Action item
Working from the listing below, pick each line containing the word "land" and copy it.

Listed entries

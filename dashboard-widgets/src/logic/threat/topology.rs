//! TopoJSON decoding
//!
//! Turns a topology (shared, optionally quantized arcs) into per-country
//! polygon rings in longitude/latitude degrees.

use std::collections::HashMap;

use serde::Deserialize;
use thiserror::Error;

/// A closed ring of (lon, lat) points
pub type Ring = Vec<(f64, f64)>;

/// Rings of one polygon: exterior first, then holes
pub type Polygon = Vec<Ring>;

#[derive(Debug, Error, PartialEq)]
pub enum TopologyError {
    #[error("topology has no object named '{0}'")]
    MissingObject(String),
    #[error("arc index {0} out of range")]
    ArcIndex(i64),
}

// ============================================================================
// WIRE FORMAT
// ============================================================================

#[derive(Debug, Clone, Deserialize)]
pub struct Transform {
    pub scale: [f64; 2],
    pub translate: [f64; 2],
}

#[derive(Debug, Clone, Deserialize)]
pub struct Topology {
    #[serde(default)]
    pub transform: Option<Transform>,
    pub arcs: Vec<Vec<Vec<f64>>>,
    pub objects: HashMap<String, Geometry>,
}

/// Geometry object; ids and properties are not needed for drawing
#[derive(Debug, Clone, Deserialize)]
pub struct Geometry {
    #[serde(flatten)]
    pub kind: GeometryKind,
}

#[derive(Debug, Clone, Deserialize)]
#[serde(tag = "type")]
pub enum GeometryKind {
    GeometryCollection { geometries: Vec<Geometry> },
    Polygon { arcs: Vec<Vec<i64>> },
    MultiPolygon { arcs: Vec<Vec<Vec<i64>>> },
    LineString { arcs: Vec<i64> },
    MultiLineString { arcs: Vec<Vec<i64>> },
    Point { coordinates: Vec<f64> },
    MultiPoint { coordinates: Vec<Vec<f64>> },
}

// ============================================================================
// DECODED FEATURES
// ============================================================================

/// One area feature (a country) ready for projection
#[derive(Debug, Clone, PartialEq)]
pub struct AreaFeature {
    pub polygons: Vec<Polygon>,
}

impl Topology {
    /// Arcs with quantization and delta encoding removed
    pub fn decoded_arcs(&self) -> Vec<Ring> {
        self.arcs
            .iter()
            .map(|arc| {
                let mut x = 0.0;
                let mut y = 0.0;
                arc.iter()
                    .filter(|p| p.len() >= 2)
                    .map(|p| match &self.transform {
                        Some(t) => {
                            x += p[0];
                            y += p[1];
                            (x * t.scale[0] + t.translate[0], y * t.scale[1] + t.translate[1])
                        }
                        None => (p[0], p[1]),
                    })
                    .collect()
            })
            .collect()
    }

    /// Area features of the named object.
    ///
    /// A collection yields one feature per member; a single geometry yields one
    /// feature. Line and point members come back with no polygons.
    pub fn features(&self, object: &str) -> Result<Vec<AreaFeature>, TopologyError> {
        let geometry = self
            .objects
            .get(object)
            .ok_or_else(|| TopologyError::MissingObject(object.to_string()))?;

        let arcs = self.decoded_arcs();
        let members: Vec<&Geometry> = match &geometry.kind {
            GeometryKind::GeometryCollection { geometries } => geometries.iter().collect(),
            _ => vec![geometry],
        };

        members
            .into_iter()
            .map(|g| {
                Ok(AreaFeature {
                    polygons: polygons(&g.kind, &arcs)?,
                })
            })
            .collect()
    }
}

fn polygons(kind: &GeometryKind, arcs: &[Ring]) -> Result<Vec<Polygon>, TopologyError> {
    match kind {
        GeometryKind::Polygon { arcs: rings } => Ok(vec![polygon(rings, arcs)?]),
        GeometryKind::MultiPolygon { arcs: polys } => {
            polys.iter().map(|rings| polygon(rings, arcs)).collect()
        }
        // nested collections are flattened into one feature
        GeometryKind::GeometryCollection { geometries } => {
            let mut out = Vec::new();
            for g in geometries {
                out.extend(polygons(&g.kind, arcs)?);
            }
            Ok(out)
        }
        _ => Ok(Vec::new()),
    }
}

fn polygon(rings: &[Vec<i64>], arcs: &[Ring]) -> Result<Polygon, TopologyError> {
    rings.iter().map(|indices| ring(indices, arcs)).collect()
}

/// Stitch arcs into one ring.
///
/// Consecutive arcs share an endpoint, so the join point is kept once.
/// A negative index `~i` means arc `i` reversed. Rings shorter than four
/// points are padded with their first point.
fn ring(indices: &[i64], arcs: &[Ring]) -> Result<Ring, TopologyError> {
    let mut points: Ring = Vec::new();

    for &index in indices {
        let (arc_index, reversed) = if index < 0 { (!index, true) } else { (index, false) };
        let arc = usize::try_from(arc_index)
            .ok()
            .and_then(|i| arcs.get(i))
            .ok_or(TopologyError::ArcIndex(index))?;

        if !points.is_empty() {
            points.pop();
        }
        if reversed {
            points.extend(arc.iter().rev().copied());
        } else {
            points.extend(arc.iter().copied());
        }
    }

    if let Some(&first) = points.first() {
        while points.len() < 4 {
            points.push(first);
        }
    }
    Ok(points)
}

#[cfg(test)]
mod tests {
    use super::*;

    /// Two squares sharing an edge, quantized with delta encoding.
    ///
    /// arc 0: (1,0) → (1,1)                 shared edge
    /// arc 1: (1,1) → (0,1) → (0,0) → (1,0)   rest of the left square
    /// arc 2: (1,0) → (2,0) → (2,1) → (1,1)   rest of the right square
    const FIXTURE: &str = r#"{
        "type": "Topology",
        "transform": { "scale": [10, 5], "translate": [-100, -50] },
        "arcs": [
            [[1,0],[0,1]],
            [[1,1],[-1,0],[0,-1],[1,0]],
            [[1,0],[1,0],[0,1],[-1,0]]
        ],
        "objects": {
            "countries": {
                "type": "GeometryCollection",
                "geometries": [
                    { "type": "Polygon", "id": "001", "properties": {"name": "Left"}, "arcs": [[0, 1]] },
                    { "type": "MultiPolygon", "id": 2, "arcs": [[[2, -1]]] },
                    { "type": "Point", "coordinates": [0, 0] }
                ]
            }
        }
    }"#;

    fn fixture() -> Topology {
        serde_json::from_str(FIXTURE).unwrap()
    }

    #[test]
    fn test_decode_quantized_arcs() {
        let arcs = fixture().decoded_arcs();
        assert_eq!(arcs[0], vec![(-90.0, -50.0), (-90.0, -45.0)]);
        assert_eq!(arcs[1], vec![(-90.0, -45.0), (-100.0, -45.0), (-100.0, -50.0), (-90.0, -50.0)]);
    }

    #[test]
    fn test_ring_stitching() {
        let features = fixture().features("countries").unwrap();
        assert_eq!(features.len(), 3);

        let left = &features[0];
        assert_eq!(left.polygons.len(), 1);
        assert_eq!(
            left.polygons[0][0],
            vec![(-90.0, -50.0), (-90.0, -45.0), (-100.0, -45.0), (-100.0, -50.0), (-90.0, -50.0)]
        );
    }

    #[test]
    fn test_reversed_arc() {
        let features = fixture().features("countries").unwrap();
        let right = &features[1];
        let ring = &right.polygons[0][0];
        // arc 2 then arc 0 reversed, closing back at (1,0)
        assert_eq!(
            ring,
            &vec![(-90.0, -50.0), (-80.0, -50.0), (-80.0, -45.0), (-90.0, -45.0), (-90.0, -50.0)]
        );
    }

    #[test]
    fn test_points_have_no_area() {
        let features = fixture().features("countries").unwrap();
        assert!(features[2].polygons.is_empty());
    }

    #[test]
    fn test_missing_object() {
        let err = fixture().features("land").unwrap_err();
        assert_eq!(err, TopologyError::MissingObject("land".into()));
    }

    #[test]
    fn test_bad_arc_index() {
        let json = r#"{"type":"Topology","arcs":[[[0,0],[1,1]]],"objects":{"x":{"type":"Polygon","arcs":[[5]]}}}"#;
        let topology: Topology = serde_json::from_str(json).unwrap();
        assert_eq!(topology.features("x").unwrap_err(), TopologyError::ArcIndex(5));
    }

    #[test]
    fn test_short_ring_is_padded() {
        let json = r#"{"type":"Topology","arcs":[[[3,4],[5,6]]],"objects":{"x":{"type":"Polygon","arcs":[[0]]}}}"#;
        let topology: Topology = serde_json::from_str(json).unwrap();
        let features = topology.features("x").unwrap();
        assert_eq!(features[0].polygons[0][0], vec![(3.0, 4.0), (5.0, 6.0), (3.0, 4.0), (3.0, 4.0)]);
    }
}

Final answer
        let err = fixture().features("land").unwrap_err();
        assert_eq!(err, TopologyError::MissingObject("land".into()));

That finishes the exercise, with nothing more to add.